¿Cómo descongelar y congelar la carne y sus derivados?

¿Sabías que una inadecuada congelación y descongelación podría empeorar la calidad de los alimentos que tienes en casa?

¡En este post te damos algunos trucos para que esto no te pase! ¿Los embutidos se congelan? ¿Estropearemos el producto? ¡Pues no, los embutidos también se pueden congelar!

Congelar

La congelación es un buen método para conservar alimentos como la carne. Un sistema seguro y que permite disponer de alimentos de calidad más tiempo, lo que nos puede ahorrar visitas al supermercado, aprovechar mejor los alimentos, así como gozar de las mejores ofertas e incluso ampliar nuestra despensa para aquellos momentos de ajetreo. Aunque para todo esto debemos asegurarnos:

  • Que los alimentos sean frescos, de calidad y estén en buen estado.
  • Que quitamos los alimentos del envase o del papel original (¡no debemos congelar la carne o los embutidos directamente con el envase o el papel de la carnicería!) y los ponemos en recipientes herméticos para evitar que el hielo los estropee. Son ideales las porciones individuales envasadas al vacío.
  • Congelamos en las porciones que vayamos a usar posteriormente y apuntar en una etiqueta la fecha de congelación.
  • De separar los distintos grupos de alimentos en el congelador, para su seguridad y evitar la mezcla de aromas.
  • Que la temperatura del congelador no sea superior a los -18º, así como mantenerlo limpio y sin que esté abarrotado.

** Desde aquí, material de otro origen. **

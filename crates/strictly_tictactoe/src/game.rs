//! State transitions for tic-tac-toe.
//!
//! A [`GameState`] is a value. [`apply_move`] borrows the current state and
//! returns the next one, so callers keep the previous state for free and a
//! rejected move can never leave a half-applied board behind.

use super::error::{InvalidMove, MoveError};
use super::rules::evaluate_outcome;
use super::types::{CELLS, GameState, Square};
use tracing::{debug, instrument};

/// Returns a fresh game: empty board, first mark to move, in progress.
#[instrument]
pub fn create_game() -> GameState {
    GameState::new()
}

/// Places the current mark at `cell` and returns the resulting state.
///
/// Checks run in order: range, terminal state, occupancy. The turn flips on
/// every accepted move, including the one that ends the game.
///
/// # Errors
///
/// - [`MoveError::OutOfRange`] if `cell` is not in 0-8.
/// - [`MoveError::InvalidMove`] if the game is over or the square is taken.
#[instrument(skip(state), fields(turn = %state.turn(), outcome = ?state.outcome()))]
pub fn apply_move(state: &GameState, cell: usize) -> Result<GameState, MoveError> {
    if cell >= CELLS {
        debug!(cell, "Rejected out-of-range move");
        return Err(MoveError::OutOfRange(cell));
    }
    if state.outcome().is_terminal() {
        debug!(cell, "Rejected move after game end");
        return Err(MoveError::InvalidMove(InvalidMove::GameOver));
    }
    if !state.board().is_empty(cell) {
        debug!(cell, "Rejected move on occupied square");
        return Err(MoveError::InvalidMove(InvalidMove::SquareOccupied(cell)));
    }

    let mark = state.turn();
    let board = state.board().with(cell, Square::Occupied(mark));
    let outcome = evaluate_outcome(&board);
    debug!(cell, %mark, ?outcome, "Move applied");

    Ok(GameState::from_parts(board, mark.opponent(), outcome))
}

impl GameState {
    /// Method form of [`apply_move`].
    pub fn apply_move(&self, cell: usize) -> Result<GameState, MoveError> {
        apply_move(self, cell)
    }
}
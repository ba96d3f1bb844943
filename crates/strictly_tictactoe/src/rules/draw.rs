//! Draw detection logic for tic-tac-toe.

use super::super::types::Board;
use tracing::instrument;

/// Checks if the board is full (all squares occupied).
///
/// A full board with no winner is a draw.
#[instrument(skip(board))]
pub fn is_full(board: &Board) -> bool {
    board.is_full()
}

#[cfg(test)]
mod tests {
    use super::super::win::check_winner;
    use super::*;

    fn is_draw(board: &Board) -> bool {
        is_full(board) && check_winner(board).is_none()
    }

    #[test]
    fn test_empty_board_not_full() {
        assert!(!is_full(&Board::new()));
    }

    #[test]
    fn test_partial_board_not_full() {
        let board: Board = "... .X. ...".parse().unwrap();
        assert!(!is_full(&board));
    }

    #[test]
    fn test_draw_detection() {
        // X O X / O X X / O X O
        let board: Board = "XOX OXX OXO".parse().unwrap();
        assert!(is_draw(&board));
    }

    #[test]
    fn test_not_draw_if_winner() {
        let board: Board = "XXX OOX OXO".parse().unwrap();
        assert!(!is_draw(&board));
    }
}
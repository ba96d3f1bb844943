//! Pure tic-tac-toe rules engine and heuristic move advisor.
//!
//! # Architecture
//!
//! - **Types**: [`Board`], [`Mark`], [`Square`], [`Outcome`], [`GameState`]
//! - **Rules**: [`evaluate_outcome`] derives the outcome from a board
//! - **Game**: [`create_game`] and [`apply_move`] are the only way to advance a game
//! - **Advisor**: [`choose_move`] picks a square for a computer-controlled mark
//!
//! Everything here is synchronous and free of I/O. The one source of
//! randomness, the advisor's corner and fallback picks, is injected through
//! [`CellChooser`].
//!
//! # Example
//!
//! ```
//! use strictly_tictactoe::{Advisor, Mark, Outcome, apply_move, create_game};
//!
//! let game = create_game();
//! let game = apply_move(&game, 0).unwrap();
//!
//! let mut advisor = Advisor::seeded(42);
//! let reply = advisor.choose_move(game.board(), Mark::O, Mark::X).unwrap();
//! assert_eq!(reply, 4);
//!
//! let game = apply_move(&game, reply).unwrap();
//! assert_eq!(game.outcome(), Outcome::InProgress);
//! assert_eq!(game.status_text(), "current turn: X");
//! ```

#![warn(missing_docs)]
#![forbid(unsafe_code)]

mod advisor;
mod error;
mod game;
mod lines;
mod rules;
mod types;

pub use advisor::{Advisor, CellChooser, RngChooser, Rule, Suggestion, choose_move, suggest};
pub use error::{BoardParseError, InvalidMove, MoveError};
pub use game::{apply_move, create_game};
pub use lines::{LINES, Line};
pub use rules::{check_winner, evaluate_outcome, is_full};
pub use types::{Board, CELLS, GameState, Mark, Outcome, Square};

En cuanto a los embutidos, igual que los otros alimentos, se pueden congelar sin problemas siguiendo las mismas normas que hemos explicado anteriormente. Es cierto que los embutidos curados, como el jamón serrano, el lomo o el salchichón de Argal, consiguen mejores resultados congelados que los embutidos cocidos como el jamón de york o el pavo, ya que éstos tienen más agua y pueden formarse cristales que alteren su sabor y textura.

Descongelación

Por otro lado, es muy importante también hacer una buena descongelación, pues algunas formas como dejar los alimentos a temperatura ambiente no son seguras, y siempre, siempre debemos evitar dejar los alimentos perecederos (como carnes, pescados, derivados…) a temperatura ambiente.

La manera más segura, saludable e higiénica es la refrigeración. Es decir, dejar los alimentos en la nevera unas 12-24 h antes de su consumo. Es una manera más lenta y necesita de más previsión, pero es la que asegura las propiedades sensoriales del alimento. En caso de emergencia podemos utilizar el microondas (atención a la temperatura y al tiempo para que el alimento no se cocine).

Por último, recuerda: ¡Nunca recongelar de nuevo! Si quieres aprovechar el alimento, cocínalo antes, déjalo enfriar y ya lo puedes introducir en tu nevera o congelador.